• DESCRIPTION OF THE TASK: Find the word "while" in the data. Return every line where it appears.

• INPUT MATERIAL:
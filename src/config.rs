//! Runtime configuration

use serde::Deserialize;

use crate::Result;

/// Default endpoint the confirmation trigger calls.
pub const DEFAULT_CONFIRM_PATH: &str = "/split/confirm_human/";

/// Default cap on enrollments shown in an activity log.
pub const DEFAULT_ACTIVITY_LOG_LIMIT: usize = 1000;

/// Split-testing configuration.
///
/// # Example
///
/// ```rust
/// use splitdb::SplitConfig;
///
/// let config = SplitConfig::builder()
///     .first_visit_goal("landed")
///     .confirm_path("/ab/confirm/")
///     .build();
/// assert_eq!(config.first_visit_goal(), Some("landed"));
///
/// let config = SplitConfig::from_json(r#"{"first_visit_goal": "landed"}"#).unwrap();
/// assert_eq!(config.confirm_path(), "/split/confirm_human/");
/// ```
#[derive(Debug, Clone, PartialEq, Eq, Deserialize)]
#[serde(default)]
pub struct SplitConfig {
    first_visit_goal: Option<String>,
    confirm_path: String,
    activity_log_limit: usize,
}

impl Default for SplitConfig {
    fn default() -> Self {
        Self {
            first_visit_goal: None,
            confirm_path: DEFAULT_CONFIRM_PATH.to_string(),
            activity_log_limit: DEFAULT_ACTIVITY_LOG_LIMIT,
        }
    }
}

impl SplitConfig {
    /// Create a configuration builder
    #[must_use]
    pub fn builder() -> SplitConfigBuilder {
        SplitConfigBuilder::default()
    }

    /// Parse a configuration from JSON; missing fields take defaults.
    ///
    /// # Errors
    ///
    /// Returns [`crate::Error::Serialization`] for malformed JSON.
    pub fn from_json(json: &str) -> Result<Self> {
        Ok(serde_json::from_str(json)?)
    }

    /// Goal logged automatically on a visitor's first visit.
    #[must_use]
    pub fn first_visit_goal(&self) -> Option<&str> {
        self.first_visit_goal.as_deref()
    }

    /// Endpoint the injected confirmation trigger requests.
    #[must_use]
    pub fn confirm_path(&self) -> &str {
        &self.confirm_path
    }

    /// Cap on enrollments shown in an activity log.
    #[must_use]
    pub const fn activity_log_limit(&self) -> usize {
        self.activity_log_limit
    }
}

/// Builder for [`SplitConfig`]
#[derive(Debug, Default)]
pub struct SplitConfigBuilder {
    config: SplitConfig,
}

impl SplitConfigBuilder {
    /// Log this goal when a first visit is detected
    #[must_use]
    pub fn first_visit_goal(mut self, goal: impl Into<String>) -> Self {
        self.config.first_visit_goal = Some(goal.into());
        self
    }

    /// Set the confirmation endpoint
    #[must_use]
    pub fn confirm_path(mut self, path: impl Into<String>) -> Self {
        self.config.confirm_path = path.into();
        self
    }

    /// Set the activity log cap
    #[must_use]
    pub const fn activity_log_limit(mut self, limit: usize) -> Self {
        self.config.activity_log_limit = limit;
        self
    }

    /// Build the configuration
    #[must_use]
    pub fn build(self) -> SplitConfig {
        self.config
    }
}
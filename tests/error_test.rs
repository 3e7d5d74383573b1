//! Tests for error types

use splitdb::Error;

#[test]
fn test_not_confirmed_error() {
    let error = Error::NotConfirmed;
    let error_str = format!("{error}");
    assert!(error_str.contains("not confirmed as human"));
    assert!(error_str.contains("confirm_human()"));
}

#[test]
fn test_not_found_errors() {
    assert!(format!("{}", Error::ExperimentNotFound("headline".into())).contains("headline"));
    assert!(format!("{}", Error::GoalNotFound("paid".into())).contains("Goal not found: paid"));
    assert!(format!("{}", Error::ReportNotFound(12)).contains("#12"));
    assert!(format!("{}", Error::SubjectNotFound(3)).contains("#3"));
}

#[test]
fn test_empty_variants_error() {
    let error = Error::EmptyVariants("void".to_string());
    let error_str = format!("{error}");
    assert!(error_str.contains("'void' has no variants"));
    assert!(error_str.contains("at least one variant"));
}

#[test]
fn test_corrupt_visit_state_error() {
    let error = Error::CorruptVisitState("unknown variant `teleport`".to_string());
    let error_str = format!("{error}");
    assert!(error_str.contains("Corrupt visit state"));
    assert!(error_str.contains("teleport"));
}

#[test]
fn test_invalid_input_error() {
    let error = Error::InvalidInput("goal name must not be empty".to_string());
    assert!(format!("{error}").contains("Invalid input"));
}

#[test]
fn test_storage_error() {
    let error = Error::StorageError("index mismatch".to_string());
    let error_str = format!("{error}");
    assert!(error_str.contains("Storage error"));
    assert!(error_str.contains("index mismatch"));
}

#[test]
fn test_serialization_error_from() {
    let json_err = serde_json::from_str::<serde_json::Value>("{").unwrap_err();
    let error: Error = json_err.into();
    assert!(matches!(error, Error::Serialization(_)));
    assert!(format!("{error}").contains("Serialization error"));
}

#[test]
fn test_error_debug() {
    let error = Error::NotConfirmed;
    assert_eq!(format!("{error:?}"), "NotConfirmed");
}

#[test]
fn test_visit_interrupted_error() {
    let error = Error::VisitInterrupted {
        source: Box::new(Error::ExperimentNotFound("vanished".to_string())),
        update: Box::default(),
    };
    let error_str = format!("{error}");
    assert!(error_str.contains("Visit interrupted"));
    assert!(error_str.contains("vanished"));
    assert!(std::error::Error::source(&error).is_some());
}
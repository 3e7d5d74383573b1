//! Experiment Report - stored funnel definition for an experiment

use serde::{Deserialize, Serialize};

/// Report identifier, allocated by the store.
pub type ReportId = u64;

/// A named funnel over one experiment's goals.
#[derive(Debug, Clone, Serialize, Deserialize, PartialEq, Eq)]
pub struct ExperimentReport {
    id: ReportId,
    experiment: String,
    title: String,
    funnel: Vec<String>,
}

impl ExperimentReport {
    /// Create a report definition.
    #[must_use]
    pub fn new(
        id: ReportId,
        experiment: impl Into<String>,
        title: impl Into<String>,
        funnel: Vec<String>,
    ) -> Self {
        Self {
            id,
            experiment: experiment.into(),
            title: title.into(),
            funnel,
        }
    }

    /// Get the report ID.
    #[must_use]
    pub const fn id(&self) -> ReportId {
        self.id
    }

    /// Get the experiment this report analyses.
    #[must_use]
    pub fn experiment(&self) -> &str {
        &self.experiment
    }

    /// Get the report title.
    #[must_use]
    pub fn title(&self) -> &str {
        &self.title
    }

    /// Get the funnel goals, in order.
    #[must_use]
    pub fn funnel(&self) -> &[String] {
        &self.funnel
    }
}

/// Parse a funnel written one goal per line; lines are trimmed and blanks dropped.
#[must_use]
pub fn parse_funnel(text: &str) -> Vec<String> {
    text.lines()
        .map(str::trim)
        .filter(|line| !line.is_empty())
        .map(str::to_string)
        .collect()
}
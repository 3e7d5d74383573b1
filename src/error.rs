//! Error types for splitdb
//!
//! Toyota Way: Clear error messages with actionable guidance (Respect for People)

use thiserror::Error;

use crate::session::VisitUpdate;

/// Result type alias
pub type Result<T> = std::result::Result<T, Error>;

/// splitdb error types
#[derive(Error, Debug)]
pub enum Error {
    /// Persistent identity requested before the visitor was confirmed human
    #[error("Visitor not confirmed as human\nCall confirm_human() (or authenticate) before requesting a subject")]
    NotConfirmed,

    /// Experiment lookup failed
    #[error("Experiment not found: {0}")]
    ExperimentNotFound(String),

    /// Goal lookup failed
    #[error("Goal not found: {0}")]
    GoalNotFound(String),

    /// Report lookup failed
    #[error("Report not found: #{0}")]
    ReportNotFound(u64),

    /// Subject lookup failed (deleted by a merge or never created)
    #[error("Subject not found: #{0}")]
    SubjectNotFound(u64),

    /// Random assignment requested on an experiment with no variants
    #[error("Experiment '{0}' has no variants\nDeclare it with at least one variant name")]
    EmptyVariants(String),

    /// Persisted visit state could not be decoded (includes unknown queued action kinds)
    #[error("Corrupt visit state: {0}\nQueued actions cannot be dropped silently; inspect the session record")]
    CorruptVisitState(String),

    /// A queued action failed while a visit was finishing.
    ///
    /// `update` still acknowledges what ran and keeps what did not; persist it.
    #[error("Visit interrupted while draining queued actions: {source}\nPersist the carried update so unexecuted actions are kept")]
    VisitInterrupted {
        /// The failure from the queued action.
        source: Box<Error>,
        /// Session changes covering the work done before the failure.
        update: Box<VisitUpdate>,
    },

    /// Invalid caller input
    #[error("Invalid input: {0}")]
    InvalidInput(String),

    /// Storage backend failure
    #[error("Storage error: {0}")]
    StorageError(String),

    /// JSON encoding error
    #[error("Serialization error: {0}")]
    Serialization(#[from] serde_json::Error),
}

• OUTPUT OF THE EXERCISE:
    /// A queued action failed while a visit was finishing.
    #[error("Visit interrupted while draining queued actions: {source}\nPersist the carried update so unexecuted actions are kept")]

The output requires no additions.